September 20, 2016

3 Min Read
5 questions a heifer should answer before she becomes a “keeper”

Weaning season is here, and as calves are gathered, worked and weighed, ranchers will soon determine which ones are sorted into the keep pen and which ones are culled.

If you’re planning to keep replacement heifers, there are several considerations for choosing the ones that will ultimately go on to be productive cows that are docile, breed back, milk well, and have the longevity to stick around for a decade or more.

In a recent Ohio State University Beef Cattle Letter, Roy Burris, University of Kentucky Beef Extension professor, listed things a heifer needs to prove before she can stay in the herd.

Here are five questions a heifer should answer before she becomes a “keeper:”

1. Does she look the part?


Burris writes, “At weaning, sell all obvious culls – like poor doers, extremely rough hair coats, disposition problem, etc.”

2. Is she calm and quiet?

“Every time you put the calves through the chute, or move them around, take off anything that acts up,” advises Burris. “They’ll just disturb the other calves and can generate some periodic ‘cash flow.’ Be critical and be generous with the ‘trailermycin.’ Disposition is very important – you don’t necessarily have to assign a chute score or measure exit speed but the way that they behave ‘under pressure’ is a great predictor of their future – administer trailermycin as needed. Those that do make it through this step are good candidates for breeding.”

3. Does she convert feed to pounds well?

Burris says, “Develop calves on a normal plane of nutrition – you don’t have to fatten them. Breeders should, in my opinion, put some ‘selection pressure’ on heifers so that we can eliminate problems early in the production cycle instead of passing them on.”

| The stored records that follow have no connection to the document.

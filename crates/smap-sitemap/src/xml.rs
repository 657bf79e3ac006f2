//! Sitemap XML serialization.
//!
//! Documents follow the sitemaps.org 0.9 schema. Image entries use the Google
//! image extension; its namespace is declared only when at least one URL has
//! images.

use quick_xml::Writer;
use quick_xml::events::{BytesDecl, BytesEnd, BytesStart, BytesText, Event};
use quick_xml::reader::Reader;

use crate::error::XmlError;
use crate::model::{ImageEntry, SitemapDocument, UrlEntry};

/// Sitemap protocol namespace.
pub const SITEMAP_NAMESPACE: &str = "http://www.sitemaps.org/schemas/sitemap/0.9";

/// Google image sitemap extension namespace.
pub const IMAGE_NAMESPACE: &str = "http://www.google.com/schemas/sitemap-image/1.1";

/// Render a document as UTF-8 sitemap XML.
///
/// # Errors
///
/// Returns [`XmlError::Write`] if writing to the buffer fails.
pub fn render_sitemap(document: &SitemapDocument) -> Result<Vec<u8>, XmlError> {
    let mut writer = Writer::new_with_indent(Vec::new(), b' ', 2);
    writer.write_event(Event::Decl(BytesDecl::new("1.0", Some("UTF-8"), None)))?;

    let mut urlset = BytesStart::new("urlset");
    urlset.push_attribute(("xmlns", SITEMAP_NAMESPACE));
    if document.has_images() {
        urlset.push_attribute(("xmlns:image", IMAGE_NAMESPACE));
    }
    writer.write_event(Event::Start(urlset))?;

    for url in &document.urls {
        writer.write_event(Event::Start(BytesStart::new("url")))?;
        write_text_element(&mut writer, "loc", &url.location)?;
        write_text_element(&mut writer, "lastmod", &url.last_modified)?;
        for image in &url.images {
            writer.write_event(Event::Start(BytesStart::new("image:image")))?;
            write_text_element(&mut writer, "image:loc", &image.location)?;
            if let Some(title) = &image.title {
                write_text_element(&mut writer, "image:title", title)?;
            }
            if let Some(caption) = &image.caption {
                write_text_element(&mut writer, "image:caption", caption)?;
            }
            writer.write_event(Event::End(BytesEnd::new("image:image")))?;
        }
        writer.write_event(Event::End(BytesEnd::new("url")))?;
    }

    writer.write_event(Event::End(BytesEnd::new("urlset")))?;

    let mut output = writer.into_inner();
    output.push(b'\n');
    Ok(output)
}

fn write_text_element(
    writer: &mut Writer<Vec<u8>>,
    name: &str,
    text: &str,
) -> Result<(), XmlError> {
    writer.write_event(Event::Start(BytesStart::new(name)))?;
    writer.write_event(Event::Text(BytesText::new(text)))?;
    writer.write_event(Event::End(BytesEnd::new(name)))?;
    Ok(())
}

/// Parse sitemap XML back into a document.
///
/// Elements are matched by their qualified names as written by
/// [`render_sitemap`] (`url`, `loc`, `lastmod`, `image:image`, ...). Unknown
/// elements are ignored.
///
/// # Errors
///
/// Returns [`XmlError`] if the input is not well-formed XML or a `<url>` has
/// no `<loc>`.
pub fn parse_sitemap(xml: &str) -> Result<SitemapDocument, XmlError> {
    let mut reader = Reader::from_str(xml);
    reader.config_mut().trim_text(false);

    let mut document = SitemapDocument::default();
    let mut url: Option<UrlEntry> = None;
    let mut image: Option<ImageEntry> = None;
    let mut text = String::new();

    loop {
        match reader.read_event()? {
            Event::Start(e) => {
                text.clear();
                match e.name().as_ref() {
                    b"url" => url = Some(UrlEntry::default()),
                    b"image:image" => image = Some(ImageEntry::default()),
                    _ => {}
                }
            }
            Event::Text(e) => {
                text.push_str(&reader.decoder().decode(&e)?);
            }
            Event::GeneralRef(e) => {
                let entity = reader.decoder().decode(&e)?;
                text.push_str(&decode_entity(&entity));
            }
            Event::CData(e) => {
                text.push_str(&String::from_utf8_lossy(&e));
            }
            Event::End(e) => {
                let value = text.trim().to_owned();
                text.clear();
                match e.name().as_ref() {
                    b"loc" => {
                        if let Some(url) = url.as_mut() {
                            url.location = value;
                        }
                    }
                    b"lastmod" => {
                        if let Some(url) = url.as_mut() {
                            url.last_modified = value;
                        }
                    }
                    b"image:loc" => {
                        if let Some(image) = image.as_mut() {
                            image.location = value;
                        }
                    }
                    b"image:title" => {
                        if let Some(image) = image.as_mut() {
                            image.title = (!value.is_empty()).then_some(value);
                        }
                    }
                    b"image:caption" => {
                        if let Some(image) = image.as_mut() {
                            image.caption = (!value.is_empty()).then_some(value);
                        }
                    }
                    b"image:image" => {
                        if let (Some(image), Some(url)) = (image.take(), url.as_mut()) {
                            url.images.push(image);
                        }
                    }
                    b"url" => {
                        if let Some(url) = url.take() {
                            if url.location.is_empty() {
                                return Err(XmlError::Malformed("<url> without <loc>".to_owned()));
                            }
                            document.urls.push(url);
                        }
                    }
                    _ => {}
                }
            }
            Event::Eof => break,
            _ => {}
        }
    }

    Ok(document)
}

/// Decode an XML entity reference (without `&` and `;`).
pub(crate) fn decode_entity(entity: &str) -> String {
    match entity {
        "lt" => "<".to_owned(),
        "gt" => ">".to_owned(),
        "amp" => "&".to_owned(),
        "apos" => "'".to_owned(),
        "quot" => "\"".to_owned(),
        s if s.starts_with('#') => {
            let code = if s.starts_with("#x") || s.starts_with("#X") {
                u32::from_str_radix(&s[2..], 16).ok()
            } else {
                s[1..].parse::<u32>().ok()
            };
            code.and_then(char::from_u32)
                .map_or_else(|| format!("&{entity};"), |c| c.to_string())
        }
        _ => format!("&{entity};"),
    }
}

4. Is she cycling at a year?

“Do a reproductive workup at a year of age and prior to breeding (of course),” he says. “Cull those heifers that aren’t cycling, have abnormal reproductive tracts or don’t have sufficient pelvic area to have a normal-size calf. They can be then sold as feeder calves.”

5. Is she bred within my calving window?

“We do one round of timed AI followed by a short ‘clean-up’ period,” explains Burris. “Pregnancy diagnosis is done as soon as possible so that open heifers can be removed and sold while they are heavy feeder calves.”

Then ask the bonus question after she’s weaned her first calf, says Burris.

“Heifer selection is a continual process,” he writes. “The final evaluation won’t be until they wean their first calf. They need to meet these criteria: wean a good calf, maintain good body condition, and breed back early in the breeding season.”

The opinions of Amanda Radke are not necessarily those of beefmagazine.com or Penton Agriculture.